Sich an neue Situationen anzupassen, hat sie allerdings durch ihren vielfältigen Beruf ohnehin gelernt. Was sie daran schätzt, ist die gezielte Verwandlung in das ganz Unbekannte. „Spannend ist natürlich die große Entfremdung“, wie sie Brüntjen etwa in ihren Rollen als rachsüchtige Kriemhild in „Die Nibelungen“ (Neues Theater Halle) oder zuletzt als Kassandra in der von Philipp Rosendahl realisierten „Orestie“ (Nationaltheater Mannheim) erlebte. „Reifer und reicher“ werde sie durch die Erarbeitung ihr persönlich nicht nahestehender Charaktere, sagt sie. Es gelte dabei zum einen, das „innere Kind wiederzuentdecken“, und zum anderen den befreienden Impuls zu suchen und bewusst „aus dem eigenen Ich herauszutreten“.

Motivation für das eigene Spiel seien emotionale Grenzerfahrungen. „Ich bin sehr sensibel und nehme Stimmungen wie ein Schwamm auf“, sagt Brüntjen, weswegen ihr schon in ­Jugendjahren gerade das Live-Medium Theater zum Ziel aller Bestrebungen wurde. Hätte es mit der Schauspielerei nicht geklappt, wäre sie wohl am ehesten Sängerin geworden. Dies mag wohl auch ihre Begeisterung für die Figur der Polly in Bertolt Brechts „Dreigroschenoper“ erklären, die sie in Halle in der Inszenierung von Henriette Hörnigk verkörpern durfte. Und falls die Rollen einmal keine Lieder zulassen, greift die Akteurin zu Hause beherzt selbst zur Gitarre oder schreibt eigene Songs.
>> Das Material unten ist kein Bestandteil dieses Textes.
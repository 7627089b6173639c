use crate::types::DbId;

/// Domain-level failures shared by the store, services and HTTP layer.
#[derive(Debug, thiserror::Error)]
pub enum CoreError {
    #[error("Entity not found: {entity} with id {id}")]
    NotFound { entity: &'static str, id: DbId },

    #[error("Entity not found: {entity} with key '{key}'")]
    NotFoundByKey { entity: &'static str, key: String },

    #[error("Validation failed: {0}")]
    Validation(String),

    #[error("Conflict: {0}")]
    Conflict(String),

    #[error("Unauthorized: {0}")]
    Unauthorized(String),

    #[error("Forbidden: {0}")]
    Forbidden(String),

    #[error("Internal error: {0}")]
    Internal(String),
}

impl CoreError {
    /// Shorthand for [`CoreError::NotFound`].
    pub fn not_found(entity: &'static str, id: DbId) -> Self {
        CoreError::NotFound { entity, id }
    }
}
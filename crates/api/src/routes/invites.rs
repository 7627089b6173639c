use axum::routing::{get, post};
use axum::Router;

use crate::handlers::invites;
use crate::state::AppState;

/// Routes mounted at `/invites`.
///
/// ```text
/// GET    /                  -> list_sent
/// POST   /                  -> create_invite
/// GET    /{token}           -> preview (no auth)
/// POST   /{token}/accept    -> accept
/// ```
pub fn router() -> Router<AppState> {
    Router::new()
        .route("/", get(invites::list_sent).post(invites::create_invite))
        .route("/{token}", get(invites::preview))
        .route("/{token}/accept", post(invites::accept))
}
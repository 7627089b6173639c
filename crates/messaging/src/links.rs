//! Rolodex and project/trade associations.

use serde::Serialize;
use sitelink_core::cache::{CacheTag, Mutation};
use sitelink_core::error::CoreError;
use sitelink_core::roles::{LinkSource, ProfileRole};
use sitelink_core::types::DbId;
use sitelink_db::models::link::{
    NewProjectTradeLink, NewRolodexLink, ProjectTradeKey, ProjectTradeLink, RolodexKey,
    RolodexLink,
};
use sitelink_db::models::profile::Profile;
use sitelink_db::models::thread::{NewThread, ProjectThread};
use sitelink_db::EntityStore;

use crate::error::ServiceResult;
use crate::threads::{load_project, thread_tags};

/// A rolodex entry together with the trade profile it points at.
#[derive(Debug, Clone, Serialize)]
pub struct LinkedTrade {
    pub link: RolodexLink,
    pub profile: Profile,
}

/// Result of adding a trade to a project.
#[derive(Debug, Clone, Serialize)]
pub struct ProjectTradeAdded {
    pub link: ProjectTradeLink,
    pub thread: ProjectThread,
}

async fn load_profile_with_role(
    store: &dyn EntityStore,
    id: DbId,
    role: ProfileRole,
) -> ServiceResult<Profile> {
    let profile = store
        .find_profile(id)
        .await?
        .ok_or_else(|| CoreError::not_found("Profile", id))?;
    if profile.role != role {
        return Err(CoreError::Validation(format!(
            "Profile {id} has role {}, expected {role}",
            profile.role
        ))
        .into());
    }
    Ok(profile)
}

/// Ensure a project/trade link exists. Returns the existing link if any.
pub async fn ensure_project_trade_link(
    store: &dyn EntityStore,
    project_id: DbId,
    trade_profile_id: DbId,
    added_by: DbId,
) -> ServiceResult<Mutation<ProjectTradeLink>> {
    let link = store
        .ensure_project_trade_link(&NewProjectTradeLink {
            key: ProjectTradeKey {
                project_id,
                trade_profile_id,
            },
            added_by,
        })
        .await?;
    Ok(Mutation::new(
        link,
        vec![CacheTag::ProjectTrades(project_id)],
    ))
}

/// Ensure a rolodex link exists between a GC profile and a trade profile.
///
/// An existing link keeps its original `source`.
pub async fn ensure_rolodex_link(
    store: &dyn EntityStore,
    gc_profile_id: DbId,
    trade_profile_id: DbId,
    source: LinkSource,
) -> ServiceResult<Mutation<RolodexLink>> {
    load_profile_with_role(store, gc_profile_id, ProfileRole::GeneralContractor).await?;
    load_profile_with_role(store, trade_profile_id, ProfileRole::Trade).await?;

    let link = store
        .ensure_rolodex_link(&NewRolodexLink {
            key: RolodexKey {
                gc_profile_id,
                trade_profile_id,
            },
            source,
        })
        .await?;
    tracing::debug!(gc_profile_id, trade_profile_id, source = %link.source, "Rolodex link ensured");
    Ok(Mutation::new(link, vec![CacheTag::Rolodex(gc_profile_id)]))
}

/// Trades in a GC's rolodex, ordered by company name.
pub async fn get_linked_trades(
    store: &dyn EntityStore,
    gc_profile_id: DbId,
) -> ServiceResult<Vec<LinkedTrade>> {
    let links = store.list_rolodex_links(gc_profile_id).await?;
    let mut trades = Vec::with_capacity(links.len());
    for link in links {
        match store.find_profile(link.trade_profile_id).await? {
            Some(profile) if profile.is_trade() => trades.push(LinkedTrade { link, profile }),
            _ => {
                tracing::warn!(
                    link_id = link.id,
                    trade_profile_id = link.trade_profile_id,
                    "Rolodex link points at a missing or non-trade profile"
                );
            }
        }
    }
    trades.sort_by(|a, b| {
        a.profile
            .company_name
            .cmp(&b.profile.company_name)
            .then(a.link.id.cmp(&b.link.id))
    });
    Ok(trades)
}

/// Add a trade to a project: link it and open its project thread.
///
/// Only the project owner may do this.
pub async fn add_trade_to_project(
    store: &dyn EntityStore,
    project_id: DbId,
    trade_profile_id: DbId,
    acting_user_id: DbId,
) -> ServiceResult<Mutation<ProjectTradeAdded>> {
    let project = load_project(store, project_id).await?;
    if !project.is_owned_by(acting_user_id) {
        return Err(CoreError::Forbidden(format!(
            "Only the owner of project {project_id} can add trades"
        ))
        .into());
    }
    load_profile_with_role(store, trade_profile_id, ProfileRole::Trade).await?;

    let link = ensure_project_trade_link(store, project.id, trade_profile_id, acting_user_id)
        .await?;
    let thread = store
        .ensure_thread(&NewThread::project(
            project.id,
            trade_profile_id,
            project.created_by,
        ))
        .await?;

    tracing::info!(project_id, trade_profile_id, thread_id = thread.id, "Trade added to project");

    let mut tags = link.invalidates;
    tags.extend(thread_tags(&thread));
    Ok(Mutation::new(
        ProjectTradeAdded {
            link: link.value,
            thread,
        },
        tags,
    ))
}
//! Rolodex handlers: the trades a GC works with.

use axum::extract::State;
use axum::http::StatusCode;
use axum::response::IntoResponse;
use axum::Json;
use serde::Deserialize;
use sitelink_core::cache::{CacheTag, Lookup};
use sitelink_core::roles::LinkSource;
use sitelink_core::types::DbId;
use sitelink_messaging::links;

use crate::error::AppResult;
use crate::handlers::remember;
use crate::middleware::auth::AuthUser;
use crate::response::{DataResponse, MutationResponse};
use crate::state::AppState;

#[derive(Debug, Deserialize)]
pub struct AddToRolodexRequest {
    pub trade_profile_id: DbId,
}

/// GET /api/v1/rolodex
pub async fn list_rolodex(
    auth: AuthUser,
    State(state): State<AppState>,
) -> AppResult<impl IntoResponse> {
    auth.require_general_contractor()?;
    let profile = auth.profile(&state).await?;
    let key = format!("rolodex:{}", profile.id);
    let stamp = match state.cached(&key, &[CacheTag::Rolodex(profile.id)]).await {
        Lookup::Hit(data) => return Ok(Json(DataResponse { data })),
        Lookup::Miss(stamp) => stamp,
    };
    let trades = links::get_linked_trades(state.store(), profile.id).await?;
    let data = remember(&state, key, stamp, &trades).await?;
    Ok(Json(DataResponse { data }))
}

/// POST /api/v1/rolodex
pub async fn add_to_rolodex(
    auth: AuthUser,
    State(state): State<AppState>,
    Json(input): Json<AddToRolodexRequest>,
) -> AppResult<impl IntoResponse> {
    auth.require_general_contractor()?;
    let profile = auth.profile(&state).await?;
    let link = links::ensure_rolodex_link(
        state.store(),
        profile.id,
        input.trade_profile_id,
        LinkSource::Manual,
    )
    .await?;
    state.invalidate(&link.invalidates).await;
    Ok((StatusCode::CREATED, Json(MutationResponse::from(link))))
}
Überhaupt erweist sich die Musik als zentrale Metapher in Brüntjens Selbst- und Arbeitsverständnis. Sie kann das Ich vertiefen oder davon wegführen. Und überdies ermöglicht sie, dass ein Ensemble zusammenwächst. Letztlich bilden das Ego und das Wir die beiden Pole des Schauspielens, wie die Künstlerin zuletzt eindrucksvoll in Enis Macis „Bataillon“ (Nationaltheater Mannheim) unter Beweis stellte. Gemeinsam mit ihren Kolleginnen Sophie Arbeiter, Otiti Engelhardt und Carina Thurner mimt sie eine Weberin, die im Keller eines Hochhauskomplexes, mithin die urbane Utopie eines perfekten Zusammenlebens, Erzählungen und Bilder verwebt. Es handelt sich um ein hochkomplexes Stück voller diskursiver Verknotungen und Anspielungen beispiels­weise auf die antike Mythologie oder Charles Darwins Evolu­tionstheorie. Im Zentrum steht das Austarieren zwischen der Gemeinschaft und dem Ich in Zeiten des Hyperindividualismus, wie ihn der Soziologe Andreas Reckwitz beschreibt.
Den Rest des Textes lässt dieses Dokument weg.